Accurately assessing the NoC in DNA samples is vital in forensic analysis. In a test conducted in 2020, NOCIt correctly identified the number of contributors in more than 90% of 815 DNA mixtures experimental samples and corrected 28% of the incorrect estimations made by the best pre-existing method. Through Rutgers Office for Research, NOCIt has been licensed to SoftGenetics, LLC, a U.S.-based company with over 20 years of experience developing and supporting DNA analysis software, to commercialize the innovative technology.
“I am honored to receive an award named after one of the most creative and prolific inventors of all time,” said Grgicak. “Thomas Edison’s work still touches us today, and it is in that spirit the Desmond and I work. We always strive to build technologies that positively affect criminal justice stakeholders, while meeting standards of technical adequacy and fairness. I am humbled to have this vision recognized by the Research & Development Council of New Jersey and to be included in a group of such inspirational inventors.
“The main theme of our work is that we strive to conduct complete evaluations of as much of the evidentiary data as is feasible,” she continued. “In the specific technology being honored, we apply computational methods that inform on what number of donors explains the forensic DNA evidence best. By providing more information earlier on in the forensic decision-making process we estimated that there would be less ambiguity about why a certain DNA profile was interpreted a certain way, which, we believed, would support more consistent decision-making across laboratories that adopt the technology.”
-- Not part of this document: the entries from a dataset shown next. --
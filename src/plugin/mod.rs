//! Plugin context.
//!
//! # Data Flow
//! ```text
//! host thread ──▶ on_configuration_change ──▶ load ─▶ validate ─▶ tracker ─▶ set_configuration
//!                                                                              │
//!                                                     ConfigStore::replace ◀───┘
//!                                                              │
//!                                                              ▼
//!                                                  publish config_update (outside lock)
//!
//! host threads ──▶ request paths ──▶ get_configuration() ──▶ SettingsSnapshot
//! ```
//!
//! # Design Decisions
//! - One `Plugin` per activation, shared by reference with every hook
//! - Hooks may run concurrently on any host thread
//! - Validation policy is explicit; lenient matches what hosts expect today

mod hooks;

use std::sync::Arc;

use arc_swap::ArcSwapOption;
use thiserror::Error;

use crate::config::{
    ClientConfig, ConfigError, ConfigStore, Configuration, Replaced, SettingsSnapshot,
    ValidationError,
};
use crate::host::{PluginApi, WebsocketBroadcast};
use crate::telemetry::{TelemetryClient, Tracker};

/// Event published to all clients after the configuration changed.
pub const CONFIG_CHANGE_EVENT: &str = "config_update";

/// Short name prefixed to telemetry event names.
pub const TELEMETRY_SHORT_NAME: &str = "jitsi";

/// Static plugin metadata.
#[derive(Debug, Clone, Copy, PartialEq, Eq)]
pub struct Manifest {
    pub id: &'static str,
    pub version: &'static str,
}

pub const MANIFEST: Manifest = Manifest {
    id: "jitsi",
    version: env!("CARGO_PKG_VERSION"),
};

/// What to do with settings that fail validation during a change notification.
#[derive(Debug, Clone, Copy, Default, PartialEq, Eq)]
pub enum ValidationPolicy {
    /// Log the violation and publish the settings anyway.
    #[default]
    Lenient,
    /// Return the violation to the host and keep the previous settings.
    Strict,
}

/// Error returned from a plugin hook.
#[derive(Debug, Error)]
pub enum PluginError {
    #[error("failed to load plugin configuration: {0}")]
    LoadConfiguration(#[source] ConfigError),

    #[error("invalid plugin configuration: {0}")]
    InvalidConfiguration(#[source] ValidationError),
}

/// The plugin's top-level context.
pub struct Plugin {
    api: Arc<dyn PluginApi>,
    store: ConfigStore,
    telemetry_client: Option<Arc<dyn TelemetryClient>>,
    tracker: ArcSwapOption<Tracker>,
    validation_policy: ValidationPolicy,
}

impl Plugin {
    pub fn new(api: Arc<dyn PluginApi>) -> Self {
        Self {
            api,
            store: ConfigStore::new(),
            telemetry_client: None,
            tracker: ArcSwapOption::empty(),
            validation_policy: ValidationPolicy::default(),
        }
    }

    pub fn with_telemetry_client(mut self, client: Arc<dyn TelemetryClient>) -> Self {
        self.telemetry_client = Some(client);
        self
    }

    pub fn with_validation_policy(mut self, policy: ValidationPolicy) -> Self {
        self.validation_policy = policy;
        self
    }

    pub fn validation_policy(&self) -> ValidationPolicy {
        self.validation_policy
    }

    /// Active settings. Callers must treat the snapshot as read-only; to
    /// change settings, clone its configuration and call `set_configuration`.
    pub fn get_configuration(&self) -> SettingsSnapshot {
        self.store.get()
    }

    /// Settings for the web client, taken from the active configuration.
    pub fn client_config(&self) -> ClientConfig {
        ClientConfig::from(&*self.get_configuration())
    }

    /// Tracker built by the most recent configuration change.
    pub fn tracker(&self) -> Option<Arc<Tracker>> {
        self.tracker.load_full()
    }

    /// Replace the active configuration and tell clients about it.
    ///
    /// Do not call from inside a host callback that the host may issue while
    /// `set_configuration` itself is running; the writer lock is not reentrant.
    ///
    /// # Panics
    ///
    /// If `config` is the configuration that is already active (see
    /// [`ConfigStore::replace`]).
    pub fn set_configuration(&self, config: Arc<Configuration>) {
        if self.store.replace(config) == Replaced::Swapped {
            self.api.publish_websocket_event(
                CONFIG_CHANGE_EVENT,
                None,
                &WebsocketBroadcast::all(),
            );
        }
    }
}
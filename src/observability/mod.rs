//! Observability subsystem.
//!
//! # Data Flow
//! ```text
//! Configuration core produces:
//!     → logging.rs (structured log events)
//!     → metrics.rs (reload and failure counters)
//!
//! Consumers:
//!     → Log aggregation (stdout)
//!     → Whatever metrics recorder the embedding process installs
//! ```
//!
//! # Design Decisions
//! - Structured fields rather than formatted messages
//! - Metrics go through the `metrics` facade; no exporter is started here

pub mod logging;
pub mod metrics;
//! Configuration management subsystem.
//!
//! # Data Flow
//! ```text
//! host change notification (startup, admin edit, file watcher)
//!     → loader.rs (fetch payload from host & deserialize)
//!     → validation.rs (semantic checks, link validity default)
//!     → Arc<Configuration> (fresh, never shared yet)
//!     → store.rs (atomic swap)
//!     → config_update event broadcast to clients
//!
//! request paths:
//!     store.get() → SettingsSnapshot (immutable, never torn)
//! ```
//!
//! # Design Decisions
//! - Config is immutable once published; changes require a full reload
//! - All fields have defaults so a missing or partial payload still loads
//! - Validation separates syntactic (serde) from semantic checks

pub mod client;
pub mod loader;
pub mod schema;
pub mod store;
pub mod validation;
pub mod watcher;

pub use client::ClientConfig;
pub use loader::ConfigError;
pub use schema::{Configuration, JitsiSettings, NamingScheme};
pub use store::{ConfigStore, Replaced, SettingsSnapshot};
pub use validation::ValidationError;
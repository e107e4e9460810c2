//! Synchronized holder for the active configuration.
//!
//! # Design Decisions
//! - Readers load the current `Arc<Configuration>` without locking
//! - Writers are serialized by a mutex that covers only the identity check and
//!   the pointer store; loading and validation happen before, notification after
//! - Replacing the active configuration with itself is a caller bug and panics

use std::ops::Deref;
use std::sync::{Arc, Mutex};

use arc_swap::ArcSwapOption;

use crate::config::schema::{Configuration, JitsiSettings};

/// Immutable view of the settings that were active when it was taken.
///
/// Holding a snapshot keeps its configuration alive after a newer one has
/// been published.
#[derive(Debug, Clone)]
pub struct SettingsSnapshot {
    config: Arc<Configuration>,
}

impl SettingsSnapshot {
    /// The wrapper this snapshot reads from.
    pub fn configuration(&self) -> &Arc<Configuration> {
        &self.config
    }
}

impl Deref for SettingsSnapshot {
    type Target = JitsiSettings;

    fn deref(&self) -> &JitsiSettings {
        &self.config.jitsi_settings
    }
}

/// Outcome of [`ConfigStore::replace`].
#[derive(Debug, Clone, Copy, PartialEq, Eq)]
pub enum Replaced {
    /// The new configuration is now active.
    Swapped,
    /// The empty configuration was handed back in; nothing changed.
    Unchanged,
}

/// Owner of the single active configuration.
pub struct ConfigStore {
    active: ArcSwapOption<Configuration>,
    write_lock: Mutex<()>,
    empty: Arc<Configuration>,
}

impl ConfigStore {
    pub fn new() -> Self {
        Self {
            active: ArcSwapOption::empty(),
            write_lock: Mutex::new(()),
            empty: Arc::new(Configuration::default()),
        }
    }

    /// Current settings. Zero-valued settings before the first replace.
    pub fn get(&self) -> SettingsSnapshot {
        let config = self
            .active
            .load_full()
            .unwrap_or_else(|| Arc::clone(&self.empty));
        SettingsSnapshot { config }
    }

    /// Whether any configuration has been published yet.
    pub fn is_loaded(&self) -> bool {
        self.active.load().is_some()
    }

    /// Publish `config` as the active configuration.
    ///
    /// Must not be called while the caller is already inside `replace`
    /// (the writer lock is not reentrant).
    ///
    /// # Panics
    ///
    /// If `config` is the very allocation that is already active and it holds
    /// anything but zero values. That means the caller mutated the live
    /// configuration instead of cloning it.
    pub fn replace(&self, config: Arc<Configuration>) -> Replaced {
        // Poisoning only means another writer panicked on the aliasing check;
        // the stored pointer itself is always consistent.
        let _guard = self
            .write_lock
            .lock()
            .unwrap_or_else(|poisoned| poisoned.into_inner());

        let current = self.active.load();
        if let Some(current) = &*current {
            if Arc::ptr_eq(current, &config) {
                if config.is_empty() {
                    return Replaced::Unchanged;
                }
                panic!("replace called with the existing configuration");
            }
        }

        self.active.store(Some(config));
        Replaced::Swapped
    }
}

impl Default for ConfigStore {
    fn default() -> Self {
        Self::new()
    }
}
“Evidence is the bedrock of a good criminal justice system, and DNA is one of the most important forms of forensic evidence. The technology we have developed provides an accurate, systematic way of determining the number of contributors in a forensic DNA sample, which in turn enhances the interpretation of forensic DNA evidence through improved accuracy and consistency,” said Lun. “It is humbling for our work to be recognized by the Research & Development Council of New Jersey with an award that honors inventors named after Thomas Edison. We have always endeavored to do research with real-world applications and impact, and to receive an award in that spirit is especially meaningful.”
“These four researchers, and the important work they do in finding solutions to issues facing society, are perfect examples of what research at Rutgers is all about. Between this year and last, Rutgers investigators have received four Edison Patent Awards in four different categories, highlighting the breadth of research that is being conducted on our campuses.” said Michael E. Zwick, senior vice president for research. “We are immensely proud of these researchers’ work and accomplishments.”
“Both of these research teams embody the notion of ‘Rutgers excellence’,” said Deborah Perez Fernandez, PhD, MBA, executive director of Rutgers Technology Transfer. “We are thrilled that the important work they are doing is receiving this deserved recognition and honored to have played a role in the success and commercialization of these innovators’ research and technologies.”
Rutgers Office for Research, which supports the research, mission, and creative endeavors of all Rutgers faculty, helped license the novel varieties of basil and negotiated the license between the university and SoftGenetics.
This article was published by the SEBS/NJAES Newsroom on December 7, 2023.